Work request:
From the listing below, copy only the lines from the line that contains "pub type Result<T>" to the line that contains "pub const FEATURE_LEN: usize = 8;", counting those two lines as part of the copy.

Source information:

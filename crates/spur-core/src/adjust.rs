//! Model-path reward adjustments
//!
//! Post-processes the clamped model estimate through the shared
//! multiplicative policy: category priority, budget-ratio overspend
//! penalty, amount-magnitude penalty. Multiplicative composition keeps
//! each dimension independently tunable and the output monotone in each
//! input when the others are fixed.

use crate::models::{ExpenseEvent, MAX_COINS, MIN_COINS};
use crate::policy::PolicyTables;

/// Trace of one adjustment pass, feeding the result breakdown.
#[derive(Debug, Clone)]
pub struct Adjustment {
    pub category_priority: f64,
    pub overspend_penalty: f64,
    pub amount_penalty: f64,
    pub final_coins: u32,
}

/// Floor a raw value and clamp it into the coin range. Total: NaN maps
/// to the floor of the range.
pub fn clamp_coins(value: f64) -> u32 {
    let floored = value.floor();
    if !(floored >= MIN_COINS as f64) {
        MIN_COINS
    } else if floored > MAX_COINS as f64 {
        MAX_COINS
    } else {
        floored as u32
    }
}

/// Apply the model-path adjustment policy to a clamped base estimate.
pub fn apply(tables: &PolicyTables, event: &ExpenseEvent, base_coins: u32) -> Adjustment {
    let category_priority = tables.category(&event.category).priority;
    let overspend_penalty = tables.model.overspend.select(event.budget_ratio).factor;
    let amount_penalty = tables.model.amount.select(event.amount).factor;

    let adjusted = base_coins as f64 * category_priority * overspend_penalty * amount_penalty;

    Adjustment {
        category_priority,
        overspend_penalty,
        amount_penalty,
        final_coins: clamp_coins(adjusted),
    }
}

#[cfg(test)]
mod tests {
    use super::*;
    use crate::policy::PolicyTables;

    fn event(category: &str, amount: f64, budget_ratio: f64) -> ExpenseEvent {
        ExpenseEvent {
            amount,
            category: category.to_string(),
            timestamp: "2026-03-14T12:00:00Z".to_string(),
            spending_velocity: 1.0,
            category_frequency: 0.5,
            budget_ratio,
        }
    }

    #[test]
    fn test_clamp_coins_bounds() {
        assert_eq!(clamp_coins(-3.0), 1);
        assert_eq!(clamp_coins(0.4), 1);
        assert_eq!(clamp_coins(1.0), 1);
        assert_eq!(clamp_coins(17.9), 17);
        assert_eq!(clamp_coins(50.0), 50);
        assert_eq!(clamp_coins(8000.0), 50);
        assert_eq!(clamp_coins(f64::NAN), 1);
    }

    #[test]
    fn test_healthcare_within_budget_untouched() {
        let tables = PolicyTables::embedded().unwrap();
        // Priority 1.0, ratio within budget, small amount: all factors 1.0
        let adj = apply(&tables, &event("healthcare", 30.0, 0.5), 20);
        assert_eq!(adj.category_priority, 1.0);
        assert_eq!(adj.overspend_penalty, 1.0);
        assert_eq!(adj.amount_penalty, 1.0);
        assert_eq!(adj.final_coins, 20);
    }

    #[test]
    fn test_compound_penalties_floor_at_one() {
        let tables = PolicyTables::embedded().unwrap();
        // entertainment 0.2 * severe 0.2 * large amount 0.5 = 0.02
        let adj = apply(&tables, &event("entertainment", 500.0, 1.5), 20);
        assert_eq!(adj.final_coins, 1);
    }

    #[test]
    fn test_unknown_category_uses_default_priority() {
        let tables = PolicyTables::embedded().unwrap();
        let adj = apply(&tables, &event("cryptocurrency", 10.0, 0.5), 20);
        assert_eq!(adj.category_priority, 0.5);
        assert_eq!(adj.final_coins, 10);
    }

    #[test]
    fn test_result_never_escapes_range() {
        let tables = PolicyTables::embedded().unwrap();
        for base in [1, 10, 25, 50] {
            for amount in [0.0, 20.0, 60.0, 150.0, 500.0] {
                for ratio in [0.0, 0.5, 0.9, 1.1, 2.0] {
                    let adj = apply(&tables, &event("shopping", amount, ratio), base);
                    assert!((1..=50).contains(&adj.final_coins));
                }
            }
        }
    }
}
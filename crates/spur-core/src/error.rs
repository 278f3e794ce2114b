//! Error types for Spur

use thiserror::Error;

#[derive(Error, Debug)]
pub enum Error {
    #[error("Malformed event: {0}")]
    MalformedEvent(String),

    #[error("Unknown category: {0}")]
    UnknownCategory(String),

    #[error("Inference error: {0}")]
    Inference(String),

    #[error("Predictor unavailable")]
    PredictorUnavailable,

    #[error("Model artifact error: {0}")]
    Artifact(String),

    #[error("Policy table error: {0}")]
    Policy(String),

    #[error("IO error: {0}")]
    Io(#[from] std::io::Error),

    #[error("JSON error: {0}")]
    Json(#[from] serde_json::Error),

    #[error("TOML error: {0}")]
    Toml(#[from] toml::de::Error),
}

pub type Result<T> = std::result::Result<T, Error>;
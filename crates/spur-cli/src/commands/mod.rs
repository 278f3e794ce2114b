//! Command implementations

mod batch;
mod model;
mod score;
mod serve;

pub use batch::cmd_batch;
pub use model::{cmd_categories, cmd_model};
pub use score::cmd_score;
pub use serve::cmd_serve;
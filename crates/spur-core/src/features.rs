//! Feature extraction for the learned regressor
//!
//! Maps a raw expense event to the fixed-order numeric vector the
//! trained artifact was fitted against. The slot order is a contract:
//! changing it invalidates any existing artifact.

use chrono::{Datelike, Timelike};

use crate::error::{Error, Result};
use crate::models::ExpenseEvent;

/// Number of feature slots.
pub const FEATURE_LEN: usize = 8;

/// Canonical slot names, in vector order.
pub const FEATURE_NAMES: [&str; FEATURE_LEN] = [
    "amount",
    "category_code",
    "hour_of_day",
    "day_of_week",
    "month",
    "spending_velocity",
    "category_frequency",
    "budget_ratio",
];

/// Fixed-order feature vector handed to the predictor port.
#[derive(Debug, Clone, PartialEq)]
pub struct FeatureVector([f64; FEATURE_LEN]);

impl FeatureVector {
    pub fn new(values: [f64; FEATURE_LEN]) -> Self {
        Self(values)
    }

    pub fn as_slice(&self) -> &[f64] {
        &self.0
    }
}

/// Maps category names to the integer codes the regressor was trained
/// with: position in the sorted, deduplicated vocabulary.
#[derive(Debug, Clone)]
pub struct CategoryEncoder {
    vocabulary: Vec<String>,
}

impl CategoryEncoder {
    pub fn new(mut vocabulary: Vec<String>) -> Self {
        vocabulary.sort();
        vocabulary.dedup();
        Self { vocabulary }
    }

    /// Encode a category name, failing for anything outside the
    /// vocabulary.
    pub fn encode(&self, category: &str) -> Result<usize> {
        self.vocabulary
            .binary_search_by(|v| v.as_str().cmp(category))
            .map_err(|_| Error::UnknownCategory(category.to_string()))
    }

    pub fn vocabulary(&self) -> &[String] {
        &self.vocabulary
    }

    pub fn len(&self) -> usize {
        self.vocabulary.len()
    }

    pub fn is_empty(&self) -> bool {
        self.vocabulary.is_empty()
    }
}

/// Vectorize one event.
///
/// Pure: output depends only on the event and the encoder. Fails with
/// `MalformedEvent` for an unparseable timestamp and `UnknownCategory`
/// for a category outside the encoder vocabulary.
pub fn extract(event: &ExpenseEvent, encoder: &CategoryEncoder) -> Result<FeatureVector> {
    let ts = event.parsed_timestamp()?;
    let category_code = encoder.encode(&event.category)? as f64;

    Ok(FeatureVector([
        event.amount,
        category_code,
        ts.hour() as f64,
        // Monday = 0, matching the training convention
        ts.weekday().num_days_from_monday() as f64,
        ts.month() as f64,
        event.spending_velocity,
        event.category_frequency,
        event.budget_ratio,
    ]))
}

Answer:
pub type Result<T> = std::result::Result<T, Error>;
filename crates/spur-cli/src/commands/mod.rs
repository 278f3e794ce2114b
//! Command implementations

mod batch;
mod model;
mod score;
mod serve;

pub use batch::cmd_batch;
pub use model::{cmd_categories, cmd_model};
pub use score::cmd_score;
pub use serve::cmd_serve;
filename crates/spur-core/src/features.rs
//! Feature extraction for the learned regressor
//!
//! Maps a raw expense event to the fixed-order numeric vector the
//! trained artifact was fitted against. The slot order is a contract:
//! changing it invalidates any existing artifact.

use chrono::{Datelike, Timelike};

use crate::error::{Error, Result};
use crate::models::ExpenseEvent;

/// Number of feature slots.
pub const FEATURE_LEN: usize = 8;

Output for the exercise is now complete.